08 02 T confidence intervals example

Sleep data

In R typing data(sleep) brings up data originally analyzed in Gosset’s Biometrika paper, which shows the increase in hours slept for 10 patients on two soporific drugs. R treats the data as two groups rather than paired, but here we’re going to treat the data as if they were paired.

# loads the data
data(sleep)
# prints the first few rows of the dataset
head(sleep)

##   extra group ID
## 1   0.7     1  1
## 2  -1.6     1  2
## 3  -0.2     1  3
## 4  -1.2     1  4
## 5  -0.1     1  5
## 6   3.4     1  6

Variable extra is the extra hours slept; group is a group ID; and ID is a subject ID (1 trough 10, 11 is subject ID 1 again, and so on).

Plotting the data

ggplot(data=sleep, aes(x=group, y=extra, group=ID, colour=ID)) +
        geom_line() +
        geom_point( size=4, shape=21, fill="pink") +
        ggtitle("Extra Hours Slept by Subject")

Each subject is connected with a line, and it’s pretty clear the benefit from acknowledging that these are repeat measurements on the same subjects. If you do not acknowledge that, then what you are comparing is group 1 variation minus group 2 variation. If you do acknowledge that, then you are comparing these subjects specific differences, when comparing across groups. But a variation in these differences is much lower because observations within a subject are quite correlated.

Results

# Here I grab the first ten measurements, and the latter 10 measurements
g1 <- sleep$extra[1 : 10]; g2 <- sleep$extra[11 : 20]
# The difference then is group 2 minus group 1. The vector subtraction makes sense, because I grabbed them in a specific order.
difference <- g2 - g1
# Then I calculate the mean, standard deviation, and number of observations
mn <- mean(difference); s <- sd(difference); n <- 10

# My t confidence interval can be given like this.
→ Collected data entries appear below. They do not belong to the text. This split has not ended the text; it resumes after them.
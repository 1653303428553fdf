//! Request body capture.
//!
//! [`capture_body`] runs in front of every route and is the only code that
//! reads the body stream. It buffers the bytes once, decodes JSON from that
//! same buffer when the content type asks for it, and leaves a
//! [`CapturedBody`] in the request extensions. Handlers read it back through
//! the [`RawBody`] and [`JsonBody`] extractors.

use axum::{
    body::{Body, Bytes},
    extract::{FromRequestParts, Request, State},
    http::{header, request::Parts, HeaderMap, StatusCode},
    middleware::Next,
    response::{IntoResponse, Response},
};
use http_body_util::{BodyExt, LengthLimitError, Limited};
use serde::de::DeserializeOwned;
use serde_json::Value;
use std::sync::Arc;
use thiserror::Error;
use tracing::{debug, warn};

use crate::problem::ProblemResponse;
use crate::router::AppState;

/// Buffered body of the current request.
#[derive(Debug, Clone)]
pub struct CapturedBody {
    pub raw: Bytes,
    pub parsed: Arc<ParsedBody>,
}

/// Outcome of the JSON decode attempt made by the capture layer.
#[derive(Debug, Clone, PartialEq)]
pub enum ParsedBody {
    /// Content type was not JSON, so no decode was attempted.
    NotJson,
    Json(Value),
    Invalid(String),
}

#[derive(Debug, Error)]
pub enum BodyError {
    #[error("request body exceeds {limit} bytes")]
    PayloadTooLarge { limit: usize },
    #[error("malformed content type")]
    MalformedContentType,
    #[error("failed to read request body: {0}")]
    Unreadable(String),
    #[error("request body was not captured")]
    BodyUnavailable,
    #[error("expected a JSON content type")]
    NotJson,
    #[error("request body is not valid JSON: {0}")]
    InvalidJson(String),
    #[error("request body has an unexpected shape: {0}")]
    InvalidShape(String),
}

impl From<BodyError> for ProblemResponse {
    fn from(err: BodyError) -> Self {
        let (status, problem_type) = match &err {
            BodyError::PayloadTooLarge { .. } => (StatusCode::PAYLOAD_TOO_LARGE, "payload_too_large"),
            BodyError::MalformedContentType => (StatusCode::BAD_REQUEST, "malformed_content_type"),
            BodyError::Unreadable(_) => (StatusCode::BAD_REQUEST, "body_unreadable"),
            BodyError::BodyUnavailable => (StatusCode::INTERNAL_SERVER_ERROR, "body_unavailable"),
            BodyError::NotJson => (StatusCode::UNSUPPORTED_MEDIA_TYPE, "unsupported_media_type"),
            BodyError::InvalidJson(_) => (StatusCode::BAD_REQUEST, "invalid_json"),
            BodyError::InvalidShape(_) => (StatusCode::BAD_REQUEST, "invalid_body"),
        };
        ProblemResponse::new(status, problem_type, err.to_string())
    }
}

impl IntoResponse for BodyError {
    fn into_response(self) -> Response {
        ProblemResponse::from(self).into_response()
    }
}

/// Middleware that buffers the body and attaches a [`CapturedBody`].
pub async fn capture_body(
    State(state): State<AppState>,
    request: Request,
    next: Next,
) -> Result<Response, BodyError> {
    let limit = state.max_body_bytes();
    let (mut parts, body) = request.into_parts();

    if let Some(declared) = declared_length(&parts.headers) {
        if declared > limit as u64 {
            warn!(stage = "ingress", declared, limit, "declared body length over limit");
            return Err(BodyError::PayloadTooLarge { limit });
        }
    }
    let json = is_json_content_type(&parts.headers)?;

    let raw = match Limited::new(body, limit).collect().await {
        Ok(collected) => collected.to_bytes(),
        Err(err) if err.downcast_ref::<LengthLimitError>().is_some() => {
            warn!(stage = "ingress", limit, "body exceeded limit while reading");
            return Err(BodyError::PayloadTooLarge { limit });
        }
        Err(err) => return Err(BodyError::Unreadable(err.to_string())),
    };

    let parsed = if json {
        match serde_json::from_slice::<Value>(&raw) {
            Ok(value) => ParsedBody::Json(value),
            Err(err) => {
                debug!(stage = "ingress", body_len = raw.len(), "json body did not decode");
                ParsedBody::Invalid(err.to_string())
            }
        }
    } else {
        ParsedBody::NotJson
    };

    parts.extensions.insert(CapturedBody {
        raw,
        parsed: Arc::new(parsed),
    });
    Ok(next.run(Request::from_parts(parts, Body::empty())).await)
}

fn declared_length(headers: &HeaderMap) -> Option<u64> {
    headers
        .get(header::CONTENT_LENGTH)
        .and_then(|value| value.to_str().ok())
        .and_then(|value| value.trim().parse().ok())
}

/// Returns whether the request declares a JSON media type. A missing header
/// is not JSON; a present header must look like `type/subtype`.
fn is_json_content_type(headers: &HeaderMap) -> Result<bool, BodyError> {
    let Some(value) = headers.get(header::CONTENT_TYPE) else {
        return Ok(false);
    };
    let value = value.to_str().map_err(|_| BodyError::MalformedContentType)?;
    let essence = value.split(';').next().unwrap_or_default().trim();
    let (kind, subtype) = essence
        .split_once('/')
        .ok_or(BodyError::MalformedContentType)?;
    let valid_token = |token: &str| {
        !token.is_empty()
            && token
                .chars()
                .all(|c| c.is_ascii_alphanumeric() || "!#$&-^_.+*".contains(c))
    };
    if !valid_token(kind) || !valid_token(subtype) {
        return Err(BodyError::MalformedContentType);
    }

    let kind = kind.to_ascii_lowercase();
    let subtype = subtype.to_ascii_lowercase();
    Ok(kind == "application" && (subtype == "json" || subtype.ends_with("+json")))
}

fn captured(parts: &Parts) -> Result<&CapturedBody, BodyError> {
    parts
        .extensions
        .get::<CapturedBody>()
        .ok_or(BodyError::BodyUnavailable)
}

/// Exact bytes received on the wire.
#[derive(Debug, Clone)]
pub struct RawBody(pub Bytes);

#[axum::async_trait]
impl<S> FromRequestParts<S> for RawBody
where
    S: Send + Sync,
{
    type Rejection = BodyError;

    async fn from_request_parts(parts: &mut Parts, _state: &S) -> Result<Self, Self::Rejection> {
        Ok(Self(captured(parts)?.raw.clone()))
    }
}

/// JSON body decoded by the capture layer, deserialized into `T`.
#[derive(Debug, Clone)]
pub struct JsonBody<T>(pub T);

#[axum::async_trait]
impl<S, T> FromRequestParts<S> for JsonBody<T>
where
    S: Send + Sync,
    T: DeserializeOwned,
{
    type Rejection = BodyError;

    async fn from_request_parts(parts: &mut Parts, _state: &S) -> Result<Self, Self::Rejection> {
        match captured(parts)?.parsed.as_ref() {
            ParsedBody::Json(value) => T::deserialize(value)
                .map(JsonBody)
                .map_err(|err| BodyError::InvalidShape(err.to_string())),
            ParsedBody::Invalid(reason) => Err(BodyError::InvalidJson(reason.clone())),
            ParsedBody::NotJson => Err(BodyError::NotJson),
        }
    }
}

#[cfg(test)]
mod tests {
    use super::*;
    use axum::http::HeaderValue;

    fn headers_with(content_type: &'static str) -> HeaderMap {
        let mut headers = HeaderMap::new();
        headers.insert(header::CONTENT_TYPE, HeaderValue::from_static(content_type));
        headers
    }

    #[test]
    fn recognizes_json_media_types() {
        assert!(is_json_content_type(&headers_with("application/json")).expect("valid"));
        assert!(
            is_json_content_type(&headers_with("Application/JSON; charset=utf-8")).expect("valid")
        );
        assert!(is_json_content_type(&headers_with("application/problem+json")).expect("valid"));
        assert!(!is_json_content_type(&headers_with("text/plain")).expect("valid"));
        assert!(!is_json_content_type(&HeaderMap::new()).expect("missing header"));
    }

    #[test]
    fn rejects_malformed_media_types() {
        for value in ["json", "application/", "/json", "application/json/x", "a b/json"] {
            let err = is_json_content_type(&headers_with(value)).expect_err(value);
            assert!(matches!(err, BodyError::MalformedContentType), "{value}");
        }
    }

    #[test]
    fn non_ascii_content_type_is_malformed() {
        let mut headers = HeaderMap::new();
        headers.insert(
            header::CONTENT_TYPE,
            HeaderValue::from_bytes(b"application/j\xf6son").expect("opaque header"),
        );
        assert!(matches!(
            is_json_content_type(&headers),
            Err(BodyError::MalformedContentType)
        ));
    }

    #[test]
    fn body_errors_map_to_problem_statuses() {
        let cases = [
            (BodyError::PayloadTooLarge { limit: 1 }, StatusCode::PAYLOAD_TOO_LARGE),
            (BodyError::MalformedContentType, StatusCode::BAD_REQUEST),
            (BodyError::Unreadable("reset".into()), StatusCode::BAD_REQUEST),
            (BodyError::BodyUnavailable, StatusCode::INTERNAL_SERVER_ERROR),
        ];
        for (err, status) in cases {
            assert_eq!(ProblemResponse::from(err).status(), status);
        }
    }
}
It is the mean plus or minus the relevant t quantile, evaluated at n-1 degrees of freedom, times the standard error of the interval.
mn + c(-1, 1) * qt(.975, n-1) * s / sqrt(n)

## [1] 0.7001142 2.4598858

# Of course we don't want to do this every time, so we can just do the function t.test of difference
t.test(difference)

## 
##  One Sample t-test
## 
## data:  difference
## t = 4.0621, df = 9, p-value = 0.002833
## alternative hypothesis: true mean is not equal to 0
## 95 percent confidence interval:
##  0.7001142 2.4598858
## sample estimates:
## mean of x 
##      1.58

# And t.test where we pass it the two vectors, and give it the argument paired equals TRUE
t.test(g2, g1, paired = T)

## 
##  Paired t-test
## 
## data:  g2 and g1
## t = 4.0621, df = 9, p-value = 0.002833
## alternative hypothesis: true difference in means is not equal to 0
## 95 percent confidence interval:
##  0.7001142 2.4598858
## sample estimates:
## mean of the differences 
##                    1.58

# Or you can actually give it a form of model statement where you say outcome extra is a function of the group where paired equals TRUE evaluated for the data frame sleep.
t.test(extra ~ I(relevel(group, 2)), paired = T, data = sleep)

## 
##  Paired t-test
## 
## data:  extra by I(relevel(group, 2))
## t = 4.0621, df = 9, p-value = 0.002833
## alternative hypothesis: true difference in means is not equal to 0
## 95 percent confidence interval:
##  0.7001142 2.4598858
## sample estimates:
## mean of the differences 
##                    1.58

Results

# creates an empty vector
test <- c()

# binds all the test values
test <- rbind(test, mn + c(-1, 1) * qt(.975, n-1) * s / sqrt(n))
test <- rbind(test, t.test(difference)$conf.int)
test <- rbind(test, t.test(g2, g1, paired = T)$conf.int)
test <- rbind(test, t.test(extra ~ I(relevel(group, 2)), paired = T, data = sleep)$conf.int)

# displays it
test

##           [,1]     [,2]
## [1,] 0.7001142 2.459886
## [2,] 0.7001142 2.459886
## [3,] 0.7001142 2.459886
## [4,] 0.7001142 2.459886

You can see that all these commands give you the same result. The difference in the groups being somewhere between 0.7 and 2.46. So, because this is a confidence interval the interpretation is, that if we were to repeatedly perform this procedure on independent samples, about \(95\%\) of the intervals that we obtained would contain the true mean difference that we’re estimating. This, of course, assumes that these subjects are relevant sample from a population subjects that we’re interested in.